In [1]:
import os
import re
import tabula
import pandas as pd
import numpy as np

In [2]:
# Set the JAVA_HOME environment variable to the Java installation directory
os.environ["JAVA_HOME"] = "/opt/homebrew/opt/openjdk/libexec/openjdk.jdk"

In [3]:
# Set display options to show all rows and columns
pd.set_option('display.max_rows', None)
pd.set_option('display.max_columns', None)

In [4]:
%pip install -q tabula-py
%pip install requests beautifulsoup4
%pip install openpyxl
%pip install selenium
%pip install webdriver-manager

Note: you may need to restart the kernel to use updated packages.
Note: you may need to restart the kernel to use updated packages.
Note: you may need to restart the kernel to use updated packages.
Note: you may need to restart the kernel to use updated packages.
Note: you may need to restart the kernel to use updated packages.


### **Importing**

In [8]:
import os
import requests
from bs4 import BeautifulSoup
from urllib.parse import urljoin

url = "https://morepower.com.ph/monthly-rates/"
pdf_folder = "pdf downloads"

# Create the folder if it doesn't exist
os.makedirs(pdf_folder, exist_ok=True)

# Define headers to include in the request
headers = {
    "Accept": "text/html,application/xhtml+xml,application/xml;q=0.9,image/webp,*/*;q=0.8",
    "User-Agent": "Mozilla/5.0 (Windows NT 10.0; Win64; x64) AppleWebKit/537.36 (KHTML, like Gecko) Chrome/91.0.4472.124 Safari/537.36"
}

# Send a GET request to the webpage with headers
response = requests.get(url, headers=headers)

# Check if the request was successful (status code 200)
if response.status_code == 200:
    # Parse the HTML content
    soup = BeautifulSoup(response.text, 'html.parser')
    
    # Find all links that end with .pdf
    pdf_links = [a['href'] for a in soup.find_all('a', href=True) if a['href'].endswith('.pdf')]
    
    # Download each PDF
    for link in pdf_links:
        pdf_url = urljoin(url, link)  # Create the full URL if it's relative
        pdf_filename = os.path.join(pdf_folder, os.path.basename(pdf_url))
        
        # Send a GET request to the PDF URL
        pdf_response = requests.get(pdf_url, headers=headers)
        
        if pdf_response.status_code == 200:
            # Save the PDF content
            with open(pdf_filename, "wb") as pdf_file:
                pdf_file.write(pdf_response.content)
            print(f"Downloaded {pdf_filename}")
        else:
            print(f"Failed to download {pdf_url}. Status code: {pdf_response.status_code}")
else:
    print(f"Failed to retrieve the webpage.
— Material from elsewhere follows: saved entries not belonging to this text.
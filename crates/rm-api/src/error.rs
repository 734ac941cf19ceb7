//! Maps domain failures to HTTP responses.
//!
//! User-fixable conditions are normally turned into redirects by the handlers;
//! whatever reaches this type is rendered as an error page. Details of storage
//! and QR failures go to the log, never to the page.

use actix_web::http::StatusCode;
use actix_web::{HttpResponse, ResponseError};
use askama::Template;
use rm_core::error::AppError;
use rm_ui::ErrorTemplate;
use thiserror::Error;

#[derive(Error, Debug)]
pub enum HttpError {
    #[error(transparent)]
    App(#[from] AppError),

    #[error("template rendering failed: {0}")]
    Render(#[from] askama::Error),
}

impl HttpError {
    fn public_message(&self) -> &'static str {
        match self {
            HttpError::App(AppError::NotFound { .. }) => "The requested record does not exist.",
            HttpError::App(AppError::DuplicateCode(_)) => "That machine code is already in use.",
            HttpError::App(AppError::Validation(_)) => "The submitted form was incomplete.",
            _ => "The request could not be completed. Nothing was saved; please try again.",
        }
    }
}

impl ResponseError for HttpError {
    fn status_code(&self) -> StatusCode {
        match self {
            HttpError::App(AppError::NotFound { .. }) => StatusCode::NOT_FOUND,
            HttpError::App(AppError::DuplicateCode(_)) => StatusCode::CONFLICT,
            HttpError::App(AppError::Validation(_)) => StatusCode::BAD_REQUEST,
            _ => StatusCode::INTERNAL_SERVER_ERROR,
        }
    }

    fn error_response(&self) -> HttpResponse {
        let status = self.status_code();
        if status.is_server_error() {
            log::error!("request failed: {self}");
        } else {
            log::warn!("request rejected: {self}");
        }

        let page = ErrorTemplate { title: "Error", message: self.public_message() }.render();
        match page {
            Ok(html) => HttpResponse::build(status).content_type("text/html; charset=utf-8").body(html),
            Err(_) => HttpResponse::build(status).body(self.public_message()),
        }
    }
}
//! # rm-qr-local
//! rusty-maint/crates/rm-plugins/rm-qr-local/src/lib.rs
//! Local filesystem implementation of `QrStore`.
//! One PNG per machine code: `{output_dir}/{code}.png`, served under `url_prefix`.

use std::fs;
use std::io;
use std::path::PathBuf;

use image::{imageops, GrayImage, ImageFormat, Luma};
use qrcode::QrCode;
use rm_core::error::{AppError, Result};
use rm_core::models::{qr_link, validate_code};
use rm_core::traits::QrStore;

/// Pixels per QR module.
pub const MODULE_SIZE: u32 = 10;
/// Quiet zone around the symbol, in modules.
pub const BORDER: u32 = 4;
pub const EXTENSION: &str = "png";

pub struct LocalQrStore {
    /// Directory holding the images (e.g., "./static/qrcodes")
    root_path: PathBuf,
    /// Public URL prefix (e.g., "/static/qrcodes")
    url_prefix: String,
}

impl LocalQrStore {
    pub fn new(root: PathBuf, url_prefix: String) -> Self {
        Self { root_path: root, url_prefix: url_prefix.trim_end_matches('/').to_string() }
    }

    /// Renders `data` as a black-on-white symbol with the fixed module size
    /// and border.
    pub fn render(data: &str) -> Result<GrayImage> {
        let code = QrCode::new(data.as_bytes()).map_err(|e| AppError::QrGeneration(e.to_string()))?;
        let symbol = code
            .render::<Luma<u8>>()
            .module_dimensions(MODULE_SIZE, MODULE_SIZE)
            .quiet_zone(false)
            .build();

        let margin = BORDER * MODULE_SIZE;
        let mut canvas = GrayImage::from_pixel(
            symbol.width() + 2 * margin,
            symbol.height() + 2 * margin,
            Luma([255]),
        );
        imageops::overlay(&mut canvas, &symbol, i64::from(margin), i64::from(margin));
        Ok(canvas)
    }
}

fn io_err(e: io::Error) -> AppError {
    AppError::QrGeneration(e.to_string())
}

impl QrStore for LocalQrStore {
    /// Writes the image through a temporary file so a reader never sees a
    /// half-written PNG.
    fn generate(&self, code: &str, base_url: &str) -> Result<PathBuf> {
        validate_code(code)?;
        let link = qr_link(base_url, code);
        let image = Self::render(&link)?;

        fs::create_dir_all(&self.root_path).map_err(io_err)?;

        let target = self.artifact_path(code);
        let partial = self.root_path.join(format!("{code}.{EXTENSION}.partial"));
        image
            .save_with_format(&partial, ImageFormat::Png)
            .map_err(|e| AppError::QrGeneration(e.to_string()))?;
        if let Err(e) = fs::rename(&partial, &target) {
            let _ = fs::remove_file(&partial);
            return Err(io_err(e));
        }

        log::info!("qr for {code} written to {} ({link})", target.display());
        Ok(target)
    }

    fn artifact_path(&self, code: &str) -> PathBuf {
        self.root_path.join(format!("{code}.{EXTENSION}"))
    }

    fn url(&self, code: &str) -> String {
        format!("{}/{code}.{EXTENSION}", self.url_prefix)
    }

    fn discard(&self, code: &str) -> Result<()> {
        validate_code(code)?;
        match fs::remove_file(self.artifact_path(code)) {
            Ok(()) => Ok(()),
            Err(e) if e.kind() == io::ErrorKind::NotFound => Ok(()),
            Err(e) => Err(io_err(e)),
        }
    }
}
Status code: {response.status_code}")

Downloaded pdf downloads/Generation-Charge_July2024_Web-Upload.pdf
Downloaded pdf downloads/Generation-Charge_June-2024_Web-Upload_revised0618.pdf
Downloaded pdf downloads/Generation-Charge_May-2024_Web-Upload.pdf
Downloaded pdf downloads/Generation-Charge_Apr-2024_Web-Upload.pdf
Downloaded pdf downloads/Generation-Charge_Mar-2024_Web-Upload.pdf
Downloaded pdf downloads/Generation-Charge_Feb-2024_Web-Upload.pdf
Downloaded pdf downloads/Generation-Charge_Jan-2024_Web-Upload.pdf
Downloaded pdf downloads/Generation-Charge_Dec-2023_Web-Upload.pdf
Downloaded pdf downloads/Generation-Charge_Nov-2023_Web-Upload.pdf
Downloaded pdf downloads/Generation-Charge_Oct-2023_Web-Upload.pdf
Downloaded pdf downloads/Generation-Charge_Sep-2023_Web-Upload.pdf
Downloaded pdf downloads/Generation-Charge_August-2023_Web-Upload.pdf
Downloaded pdf downloads/Generation-Charge_July-2023_Web-Upload.pdf
Downloaded pdf downloads/Generation-Charge_June-2023_Web-Upload.pdf
Downloaded pdf downloads/Generation-Charge-f

### **Processing**

In [79]:
pdf_path = "pdf downloads/GenCharge_Mar2020.pdf"
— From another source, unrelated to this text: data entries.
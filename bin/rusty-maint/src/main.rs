//! # rusty-maint Binary
//!
//! The entry point that assembles the application based on compile-time features.
//! Lifecycle: load config, open the store, serve until shutdown, close the store.

use std::sync::Arc;

use actix_files::Files;
use actix_web::{web, App, HttpServer};
use anyhow::Context;
use rm_api::middleware;
use rm_api::AppState;
use rm_config::Settings;
use rm_core::traits::{MaintenanceRepo, QrStore};

#[cfg(not(feature = "db-sqlite"))]
compile_error!("rusty-maint needs a storage backend: enable the `db-sqlite` feature");
#[cfg(not(feature = "qr-local"))]
compile_error!("rusty-maint needs a QR store: enable the `qr-local` feature");

#[cfg(feature = "db-sqlite")]
use rm_db_sqlite::SqliteMaintenanceRepo;

#[cfg(feature = "qr-local")]
use rm_qr_local::LocalQrStore;

#[actix_web::main]
async fn main() -> anyhow::Result<()> {
    let settings = Settings::load().context("loading configuration")?;
    env_logger::init_from_env(env_logger::Env::new().default_filter_or("info"));

    // 1. Initialize Database Implementation
    #[cfg(feature = "db-sqlite")]
    let repo: Arc<dyn MaintenanceRepo> = Arc::new(
        SqliteMaintenanceRepo::connect(&settings.database.url, settings.database.max_connections)
            .await
            .context("opening the database")?,
    );

    // 2. Initialize QR Implementation
    #[cfg(feature = "qr-local")]
    let qr: Arc<dyn QrStore> = Arc::new(LocalQrStore::new(
        settings.qr.output_dir.clone().into(),
        settings.qr.url_prefix.clone(),
    ));

    // 3. Shared state, injected into every handler
    let state = web::Data::new(AppState::new(Arc::clone(&repo), qr, settings.public_base_url.clone()));

    let static_dir = settings.static_dir.clone();
    std::fs::create_dir_all(&static_dir).with_context(|| format!("creating static dir {static_dir}"))?;

    let (host, port) = settings.bind_address();
    log::info!("rusty-maint starting on http://{host}:{port}, QR links point at {}", settings.public_base_url);

    HttpServer::new(move || {
        App::new()
            .app_data(state.clone())
            .wrap(middleware::security_headers())
            .wrap(middleware::standard_middleware())
            .configure(rm_api::configure_routes)
            .service(Files::new("/static", &static_dir))
    })
    .bind((host.as_str(), port))
    .with_context(|| format!("binding {host}:{port}"))?
    .run()
    .await?;

    // 4. Teardown
    repo.close().await;
    log::info!("rusty-maint stopped");
    Ok(())
}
# Read all tables from the specified page(s)
tables = tabula.read_pdf(pdf_path, lattice=True, pages='all', multiple_tables=True)

# Ensure there is at least one table
if not tables:
    raise ValueError("No tables found in the PDF.")
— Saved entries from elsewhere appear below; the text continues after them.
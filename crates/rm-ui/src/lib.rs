//! # rm-ui
//!
//! Askama templates for the four views. Handlers build the view structs
//! here and call `render()`; templates only print and loop.

use askama::Template;
use chrono::{DateTime, Utc};
use rm_core::models::{Comment, FaultDetail, FaultStatus, Machine};

const DATE_FORMAT: &str = "%Y-%m-%d %H:%M";

pub fn format_date(at: &DateTime<Utc>) -> String {
    at.format(DATE_FORMAT).to_string()
}

#[derive(Template)]
#[template(path = "index.html")]
pub struct IndexTemplate<'a> {
    pub title: &'a str,
    pub notice: Option<&'a str>,
    pub machines: &'a [Machine],
}

#[derive(Template)]
#[template(path = "machine.html")]
pub struct MachineTemplate<'a> {
    pub title: String,
    pub notice: Option<&'a str>,
    pub machine: &'a Machine,
    pub created: String,
    pub qr_url: String,
    pub faults: Vec<FaultView>,
}

#[derive(Template)]
#[template(path = "create.html")]
pub struct CreateTemplate<'a> {
    pub title: &'a str,
    pub notice: Option<&'a str>,
    /// Echo of the rejected code, if any
    pub code: &'a str,
}

#[derive(Template)]
#[template(path = "error.html")]
pub struct ErrorTemplate<'a> {
    pub title: &'a str,
    pub message: &'a str,
}

pub struct StatusOption {
    pub label: &'static str,
    pub selected: bool,
}

pub struct CommentView {
    pub text: String,
    pub author: String,
    pub date: String,
}

pub struct FaultView {
    pub id: i64,
    pub description: String,
    pub status: String,
    pub technician: String,
    pub resolution: String,
    pub reported: String,
    pub comments: Vec<CommentView>,
    pub status_options: Vec<StatusOption>,
    /// The current label is outside the offered set (set by an older client)
    pub custom_status: bool,
}

impl From<&Comment> for CommentView {
    fn from(c: &Comment) -> Self {
        Self {
            text: c.text.clone(),
            author: c.author.clone().unwrap_or_else(|| "anonymous".to_string()),
            date: format_date(&c.created_at),
        }
    }
}

impl From<&FaultDetail> for FaultView {
    fn from(detail: &FaultDetail) -> Self {
        let fault = &detail.fault;
        let status_options = FaultStatus::ALL
            .iter()
            .map(|s| StatusOption { label: s.label(), selected: s.label() == fault.status })
            .collect();
        Self {
            id: fault.id,
            description: fault.description.clone(),
            status: fault.status.clone(),
            technician: fault.technician.clone().unwrap_or_default(),
            resolution: fault.resolution.clone().unwrap_or_default(),
            reported: format_date(&fault.reported_at),
            comments: detail.comments.iter().map(CommentView::from).collect(),
            status_options,
            custom_status: FaultStatus::from_label(&fault.status).is_none(),
        }
    }
}

impl<'a> MachineTemplate<'a> {
    pub fn new(machine: &'a Machine, faults: &[FaultDetail], qr_url: String, notice: Option<&'a str>) -> Self {
        Self {
            title: format!("{} ({})", machine.name, machine.code),
            notice,
            machine,
            created: format_date(&machine.created_at),
            qr_url,
            faults: faults.iter().map(FaultView::from).collect(),
        }
    }
}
# Process the first table (assuming it has headers)
first_table = tables[0]

# Extract column names from the first table
first_table_columns = first_table.columns

# Initialize a list to store processed DataFrames
processed_tables = [first_table]

# Process each subsequent table
for table in tables[1:]:
    # Convert the header row of the current table to a DataFrame row
    table_header_as_row = pd.DataFrame([table.columns.tolist()], columns=table.columns)
    
    # Append the header row to the current table data
    table_with_header_as_row = pd.concat([table_header_as_row, table], ignore_index=True)
    
    # Check if the number of columns matches
    if len(table_with_header_as_row.columns) != len(first_table_columns):
        # Align columns by adding missing columns with NaN values
        missing_cols = len(first_table_columns) - len(table_with_header_as_row.columns)
        if missing_cols > 0:
            # Add missing columns with NaN values
            table_with_header_as_row = pd.concat(
                [table_with_header_as_row, pd.DataFrame(columns=[f"Column_{i+1}" for i in range(missing_cols)])], 
                axis=1
            )
        elif missing_cols < 0:
            # Truncate extra columns
            table_with_header_as_row = table_with_header_as_row.iloc[:, :len(first_table_columns)]
    
    # Rename columns of the current table to match the first table
    table_with_header_as_row.columns = first_table_columns
    
    # Append the table to the list of processed tables
    processed_tables.append(table_with_header_as_row)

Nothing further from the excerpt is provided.